//! Phrase storage
//!
//! Handlers and services talk to a [`PhraseStore`]. [`Database`] is the
//! PostgreSQL implementation; [`MemoryStore`] backs tests and runs without
//! `DATABASE_URL`.

mod memory;

use std::collections::HashSet;

use async_trait::async_trait;
use phrase_core::types::normalize_optional;
use phrase_core::{DedupKey, MASTERY_KNOW_COUNT, MASTERY_KNOW_STREAK};
use sqlx::{postgres::PgPoolOptions, PgPool, Postgres, QueryBuilder};
use uuid::Uuid;

use crate::error::{ApiError, Result};
use crate::models::*;

pub use memory::MemoryStore;

/// Column list matching [`DbPhrase`].
pub const PHRASE_COLUMNS: &str = "id, russian, german, transcription, context, category, \
     masterylevel, lastreviewedat, nextreviewat, knowcount, knowstreak, ismastered";

const INSERT_COLUMNS: &str = "INSERT INTO phrases (russian, german, transcription, context, \
     category, masterylevel, lastreviewedat, nextreviewat, knowcount, knowstreak, ismastered) ";

/// Rows per bulk INSERT: 11 binds each must stay under PostgreSQL's 65535.
const MAX_BULK_ROWS: usize = 5000;

/// Persistence for phrases.
///
/// `is_mastered` is never taken from callers: implementations store the value
/// derived from the counters on every insert and update.
#[async_trait]
pub trait PhraseStore: Send + Sync {
    /// All phrases, earliest `next_review_at` first.
    async fn list(&self) -> Result<Vec<Phrase>>;

    async fn get(&self, id: Uuid) -> Result<Option<Phrase>>;

    async fn insert(&self, phrase: &NewPhrase) -> Result<Phrase>;

    /// Insert all or nothing, returning the stored phrases in input order.
    async fn insert_many(&self, phrases: &[NewPhrase]) -> Result<Vec<Phrase>>;

    /// Apply a partial update. `None` if no phrase has this id.
    async fn update(&self, id: Uuid, patch: &PhrasePatch) -> Result<Option<Phrase>>;

    /// `true` if a phrase was removed.
    async fn delete(&self, id: Uuid) -> Result<bool>;

    /// Dedup keys of every stored phrase.
    async fn existing_keys(&self) -> Result<HashSet<DedupKey>>;

    /// Check that the backing store is reachable.
    async fn ping(&self) -> Result<()>;
}

/// Database wrapper with connection pool
#[derive(Clone)]
pub struct Database {
    pool: PgPool,
}

impl Database {
    /// Connect to PostgreSQL and create connection pool
    pub async fn connect(database_url: &str) -> Result<Self> {
        let pool = PgPoolOptions::new()
            .max_connections(10)
            .connect(database_url)
            .await?;

        Ok(Self { pool })
    }

    /// Run database migrations
    pub async fn run_migrations(&self) -> Result<()> {
        sqlx::migrate!("./migrations")
            .run(&self.pool)
            .await
            .map_err(|e| ApiError::Migration(e.to_string()))?;
        Ok(())
    }

    /// Get the connection pool
    pub fn pool(&self) -> &PgPool {
        &self.pool
    }
}

fn into_phrases(rows: Vec<DbPhrase>) -> Result<Vec<Phrase>> {
    rows.into_iter().map(DbPhrase::into_phrase).collect()
}

#[async_trait]
impl PhraseStore for Database {
    async fn list(&self) -> Result<Vec<Phrase>> {
        let rows = sqlx::query_as::<_, DbPhrase>(&format!(
            "SELECT {} FROM phrases ORDER BY nextreviewat, id",
            PHRASE_COLUMNS
        ))
        .fetch_all(&self.pool)
        .await?;

        into_phrases(rows)
    }

    async fn get(&self, id: Uuid) -> Result<Option<Phrase>> {
        let row = sqlx::query_as::<_, DbPhrase>(&format!(
            "SELECT {} FROM phrases WHERE id = $1",
            PHRASE_COLUMNS
        ))
        .bind(id)
        .fetch_optional(&self.pool)
        .await?;

        row.map(DbPhrase::into_phrase).transpose()
    }

    async fn insert(&self, phrase: &NewPhrase) -> Result<Phrase> {
        let row = DbNewPhrase::from_new(phrase)?;
        let stored = sqlx::query_as::<_, DbPhrase>(&format!(
            r#"
            {}
            VALUES ($1, $2, $3, $4, $5, $6, $7, $8, $9, $10, $11)
            RETURNING {}
            "#,
            INSERT_COLUMNS, PHRASE_COLUMNS
        ))
        .bind(row.russian)
        .bind(row.german)
        .bind(row.transcription)
        .bind(row.context)
        .bind(row.category)
        .bind(row.mastery_level)
        .bind(row.last_reviewed_at)
        .bind(row.next_review_at)
        .bind(row.know_count)
        .bind(row.know_streak)
        .bind(row.is_mastered)
        .fetch_one(&self.pool)
        .await?;

        stored.into_phrase()
    }

    async fn insert_many(&self, phrases: &[NewPhrase]) -> Result<Vec<Phrase>> {
        if phrases.is_empty() {
            return Ok(Vec::new());
        }

        if phrases.len() > MAX_BULK_ROWS {
            return Err(ApiError::BadRequest(format!(
                "cannot insert {} phrases at once (limit {})",
                phrases.len(),
                MAX_BULK_ROWS
            )));
        }

        let rows = phrases
            .iter()
            .map(DbNewPhrase::from_new)
            .collect::<Result<Vec<_>>>()?;

        let mut query = QueryBuilder::<Postgres>::new(INSERT_COLUMNS);
        query.push_values(rows, |mut b, row| {
            b.push_bind(row.russian)
                .push_bind(row.german)
                .push_bind(row.transcription)
                .push_bind(row.context)
                .push_bind(row.category)
                .push_bind(row.mastery_level)
                .push_bind(row.last_reviewed_at)
                .push_bind(row.next_review_at)
                .push_bind(row.know_count)
                .push_bind(row.know_streak)
                .push_bind(row.is_mastered);
        });
        query.push(" RETURNING ").push(PHRASE_COLUMNS);

        let inserted = query
            .build_query_as::<DbPhrase>()
            .fetch_all(&self.pool)
            .await?;

        into_phrases(inserted)
    }

    async fn update(&self, id: Uuid, patch: &PhrasePatch) -> Result<Option<Phrase>> {
        let know_count = patch
            .know_count
            .map(|v| to_column("knowCount", v))
            .transpose()?;
        let know_streak = patch
            .know_streak
            .map(|v| to_column("knowStreak", v))
            .transpose()?;
        let mastery_level = patch
            .mastery_level
            .map(|v| to_column("masteryLevel", v))
            .transpose()?;

        let mut query = QueryBuilder::<Postgres>::new("UPDATE phrases SET ");
        {
            let mut set = query.separated(", ");

            if let Some(russian) = &patch.russian {
                set.push("russian = ").push_bind_unseparated(russian.clone());
            }
            if let Some(german) = &patch.german {
                set.push("german = ").push_bind_unseparated(german.clone());
            }
            if let Some(transcription) = &patch.transcription {
                set.push("transcription = ")
                    .push_bind_unseparated(normalize_optional(transcription.clone()));
            }
            if let Some(context) = &patch.context {
                set.push("context = ")
                    .push_bind_unseparated(normalize_optional(context.clone()));
            }
            if let Some(category) = patch.category {
                set.push("category = ").push_bind_unseparated(category.as_str());
            }
            if let Some(level) = mastery_level {
                set.push("masterylevel = ").push_bind_unseparated(level);
            }
            if let Some(last_reviewed_at) = patch.last_reviewed_at {
                set.push("lastreviewedat = ")
                    .push_bind_unseparated(last_reviewed_at);
            }
            if let Some(next_review_at) = patch.next_review_at {
                set.push("nextreviewat = ").push_bind_unseparated(next_review_at);
            }
            if let Some(count) = know_count {
                set.push("knowcount = ").push_bind_unseparated(count);
            }
            if let Some(streak) = know_streak {
                set.push("knowstreak = ").push_bind_unseparated(streak);
            }

            // SET expressions see the old row, so use the new counters when given.
            set.push("ismastered = (");
            match know_count {
                Some(count) => set.push_bind_unseparated(count),
                None => set.push_unseparated("knowcount"),
            };
            set.push_unseparated(" >= ")
                .push_bind_unseparated(MASTERY_KNOW_COUNT as i32)
                .push_unseparated(" OR ");
            match know_streak {
                Some(streak) => set.push_bind_unseparated(streak),
                None => set.push_unseparated("knowstreak"),
            };
            set.push_unseparated(" >= ")
                .push_bind_unseparated(MASTERY_KNOW_STREAK as i32)
                .push_unseparated(")");
        }
        query
            .push(" WHERE id = ")
            .push_bind(id)
            .push(" RETURNING ")
            .push(PHRASE_COLUMNS);

        let row = query
            .build_query_as::<DbPhrase>()
            .fetch_optional(&self.pool)
            .await?;

        row.map(DbPhrase::into_phrase).transpose()
    }

    async fn delete(&self, id: Uuid) -> Result<bool> {
        let result = sqlx::query(
            r#"
            DELETE FROM phrases
            WHERE id = $1
            "#,
        )
        .bind(id)
        .execute(&self.pool)
        .await?;

        Ok(result.rows_affected() > 0)
    }

    async fn existing_keys(&self) -> Result<HashSet<DedupKey>> {
        let pairs = sqlx::query_as::<_, (String, String)>("SELECT german, russian FROM phrases")
            .fetch_all(&self.pool)
            .await?;

        Ok(pairs
            .into_iter()
            .map(|(german, russian)| DedupKey::new(german, russian))
            .collect())
    }

    async fn ping(&self) -> Result<()> {
        sqlx::query("SELECT 1").execute(&self.pool).await?;
        Ok(())
    }
}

=====

WORK REQUIRED: I need each line from the listing where the word "pairs" occurs.

SOLUTION TO THIS PROBLEM:
        let pairs = sqlx::query_as::<_, (String, String)>("SELECT german, russian FROM phrases")
        Ok(pairs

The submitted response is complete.